# "Pig Stickers"



## Tortuga (May 21, 2004)

OK, Jason/TXDRAKE... here ya go !!!!

Nuthin' fancy...but I'll guarantee they are ONE of a KIND !!

Came out pretty nice...and wuz fun fiddlin' with them after a couple of years lay-off from it.. You wanted 'tines'..and you shore got 'tines'...

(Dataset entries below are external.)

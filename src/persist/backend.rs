//! The capability surface every storage engine implements.
//!
//! Two shapes are supported by the same trait: object-store engines keep
//! `{key, data}` pairs per named store and may ignore the column spec;
//! relational engines create a two-column table named after the collection
//! using the spec's key and data column names.

use async_trait::async_trait;
use serde_json::Value;

use crate::error::StorageError;

/// One stored row: the canonical primary key and the serialized document.
#[derive(Debug, Clone, PartialEq)]
pub struct Row {
    pub key: String,
    pub data: Value,
}

impl Row {
    pub fn new(key: impl Into<String>, data: Value) -> Self {
        Self {
            key: key.into(),
            data,
        }
    }
}

/// Key and data column names of a relational table.
#[derive(Debug, Clone, PartialEq, Eq)]
pub struct ColumnSpec {
    pub key_column: String,
    pub data_column: String,
}

impl ColumnSpec {
    pub fn new(key_column: impl Into<String>, data_column: impl Into<String>) -> Self {
        Self {
            key_column: key_column.into(),
            data_column: data_column.into(),
        }
    }
}

/// A table (or object store) as reported by [`StorageBackend::list_tables`].
#[derive(Debug, Clone, PartialEq, Eq)]
pub struct TableInfo {
    pub name: String,
    pub schema: ColumnSpec,
}

/// Storage engine used by the persistence coordinator.
///
/// Implementations must be `Send + Sync`; the coordinator may call them for
/// different tables concurrently, but never issues two calls for the same
/// table at once.
#[async_trait]
pub trait StorageBackend: Send + Sync {
    /// Cheap reachability check. A failure here aborts the whole
    /// persist/restore call instead of being recorded per collection.
    async fn ping(&self) -> Result<(), StorageError> {
        Ok(())
    }

    async fn list_tables(&self) -> Result<Vec<TableInfo>, StorageError>;

    async fn create_table_if_missing(
        &self,
        name: &str,
        columns: &ColumnSpec,
    ) -> Result<(), StorageError>;

    /// Drop `name`. Dropping a missing table is not an error.
    async fn drop_table(&self, name: &str) -> Result<(), StorageError>;

    /// Append `rows` to `name`; a row whose key already exists replaces it.
    async fn insert_rows(
        &self,
        name: &str,
        columns: &ColumnSpec,
        rows: &[Row],
    ) -> Result<(), StorageError>;

    /// Every row of `name`. A missing table yields no rows.
    async fn query(&self, name: &str, columns: &ColumnSpec) -> Result<Vec<Row>, StorageError>;
}
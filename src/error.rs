use std::fmt;
use thiserror::Error;

// ---------------------------------------------------------------------------
// ValidationError / ValidationErrors
// ---------------------------------------------------------------------------

/// A single field-level validation failure.
#[derive(Debug, Clone, PartialEq, Eq)]
pub struct ValidationError {
    pub path: String,
    pub expected: String,
    pub received: String,
}

impl ValidationError {
    pub fn new(
        path: impl Into<String>,
        expected: impl Into<String>,
        received: impl Into<String>,
    ) -> Self {
        Self {
            path: path.into(),
            expected: expected.into(),
            received: received.into(),
        }
    }
}

impl fmt::Display for ValidationError {
    fn fmt(&self, f: &mut fmt::Formatter<'_>) -> fmt::Result {
        write!(
            f,
            r#"Validation failed at "{}": expected {}, received {}"#,
            self.path, self.expected, self.received
        )
    }
}

impl std::error::Error for ValidationError {}

/// A collection of one or more `ValidationError`s.
#[derive(Debug, Clone, PartialEq, Eq)]
pub struct ValidationErrors(pub Vec<ValidationError>);

impl ValidationErrors {
    pub fn single(error: ValidationError) -> Self {
        Self(vec![error])
    }
}

impl fmt::Display for ValidationErrors {
    fn fmt(&self, f: &mut fmt::Formatter<'_>) -> fmt::Result {
        write!(f, "Validation failed:")?;
        for e in &self.0 {
            write!(f, "\n  - {}: expected {}, received {}", e.path, e.expected, e.received)?;
        }
        Ok(())
    }
}

impl std::error::Error for ValidationErrors {}

// ---------------------------------------------------------------------------
// QueryError
// ---------------------------------------------------------------------------

#[derive(Debug, Clone, Error)]
pub enum QueryError {
    #[error("Unknown operator: {0}")]
    UnknownOperator(String),

    #[error("Invalid regex: {0}")]
    InvalidRegex(String),

    #[error("Unknown field \"{field}\" in query against collection \"{collection}\"")]
    UnknownField { collection: String, field: String },

    #[error("Malformed query: {0}")]
    Malformed(String),
}

// ---------------------------------------------------------------------------
// CollectionError
// ---------------------------------------------------------------------------

#[derive(Debug, Clone, Error)]
pub enum CollectionError {
    #[error("Duplicate key on \"{field}\" in collection \"{collection}\": {value} already exists")]
    DuplicateKey {
        collection: String,
        field: String,
        value: serde_json::Value,
    },

    #[error("Document not found: {collection}/{key}")]
    NotFound { collection: String, key: String },

    #[error("Expected exactly one match in collection \"{collection}\", found {matches}")]
    AmbiguousResult { collection: String, matches: usize },

    #[error("Cannot modify read-only field \"{field}\" in collection \"{collection}\"")]
    ReadOnlyField { collection: String, field: String },

    #[error("Store backing collection \"{0}\" has been dropped")]
    StoreClosed(String),
}

// ---------------------------------------------------------------------------
// StorageError
// ---------------------------------------------------------------------------

#[derive(Debug, Error)]
pub enum StorageError {
    #[error("Storage backend rejected operation on \"{table}\": {message}")]
    Backend { table: String, message: String },

    #[error("Storage quota exceeded while writing \"{table}\"")]
    QuotaExceeded { table: String },

    #[error("Storage backend unreachable: {0}")]
    Unreachable(String),

    #[error("Storage corruption in {table}/{key}: stored data is not a document")]
    Corruption {
        table: String,
        key: String,
        #[source]
        source: Option<serde_json::Error>,
    },

    #[cfg(feature = "sqlite")]
    #[error(transparent)]
    Sqlite(#[from] rusqlite::Error),
}

// ---------------------------------------------------------------------------
// PersistError
// ---------------------------------------------------------------------------

#[derive(Debug, Error)]
pub enum PersistError {
    #[error("A persist or restore is already in flight for collection \"{0}\"")]
    ConcurrentOperation(String),

    #[error("Collection \"{0}\" is not registered in the store")]
    NotRegistered(String),

    #[error(transparent)]
    Storage(#[from] StorageError),
}

// ---------------------------------------------------------------------------
// SyncError
// ---------------------------------------------------------------------------

#[derive(Debug, Error)]
pub enum SyncError {
    #[error("Transport error: {0}")]
    Transport(String),

    #[error("No {0} handler configured for this descriptor")]
    NotConfigured(&'static str),

    #[error(transparent)]
    Validation(#[from] ValidationErrors),
}

// ---------------------------------------------------------------------------
// ShelfError — top-level rollup
// ---------------------------------------------------------------------------

#[derive(Debug, Error)]
pub enum ShelfError {
    #[error(transparent)]
    Validation(#[from] ValidationErrors),

    #[error(transparent)]
    Query(#[from] QueryError),

    #[error(transparent)]
    Collection(#[from] CollectionError),

    #[error(transparent)]
    Storage(#[from] StorageError),

    #[error(transparent)]
    Persist(#[from] PersistError),

    #[error(transparent)]
    Sync(#[from] SyncError),
}

impl From<ValidationError> for ShelfError {
    fn from(e: ValidationError) -> Self {
        ShelfError::Validation(ValidationErrors::single(e))
    }
}

impl ShelfError {
    /// True for `CollectionError::DuplicateKey`.
    pub fn is_duplicate_key(&self) -> bool {
        matches!(self, ShelfError::Collection(CollectionError::DuplicateKey { .. }))
    }

    /// True for `CollectionError::NotFound`.
    pub fn is_not_found(&self) -> bool {
        matches!(self, ShelfError::Collection(CollectionError::NotFound { .. }))
    }

    /// True for `CollectionError::AmbiguousResult`.
    pub fn is_ambiguous(&self) -> bool {
        matches!(self, ShelfError::Collection(CollectionError::AmbiguousResult { .. }))
    }
}

/// Convenience alias — the default error type is `ShelfError`.
pub type Result<T, E = ShelfError> = std::result::Result<T, E>;

// ---------------------------------------------------------------------------
// Tests
// ---------------------------------------------------------------------------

Don't compare with "RobertA's" or "Original's"...but they'll do....LOL

Lemme know when, where and how....

jim


----------



## Profish00 (May 21, 2004)

Lucky dog, I hope he don't get them dirty.


----------



## ATE_UP_FISHERMAN (Jun 25, 2004)

Can I test one on a 2" slab?


----------



## TXDRAKE (Jun 24, 2004)

Jim,

They look great!!! Let me know where to send the check or do you prefer PayPal? Thanks soooo much!!! They are exactly what I wanted!!!


----------



## Fishin Tails (Mar 21, 2007)

Beautiful!!


----------



## Slip (Jul 25, 2006)

They look good to me. I like the end emblems on them too.


----------



## Texas T (May 21, 2004)

They work as well as they look. My wife even has one of her own.


----------



## bill (May 21, 2004)

Where did you get the rods?

I like them


----------



## Tortuga (May 21, 2004)

bill said:


> Where did you get the rods?
> 
> I like them


Here ya go, Bill.. Git after it !!!:biggrin:

http://www.woodturnerscatalog.com/s...nware___Pig_Tail_Food_Flipper___pig_tail?Args=


----------



## bill (May 21, 2004)

ok, seen them...thought someone around here was making them 

might price some local shops on the steel rods...should be easy to make and stock up for the summer


----------



## Hooked (Oct 15, 2004)

Those look great Jim!!

Bill, I am thinking Robert may have made some. I may give it a shot soon as I'd like to make up a few of them.


----------



## Robert A. (Jan 8, 2009)

Great looking Pig Tails Tuga!!! I like the Antler on them!!!!

I havent made any in awhile, i use 3/16" Stainless Steel Tig welding wire. I will try to do a tutorial in the future for you guys on bending them.


----------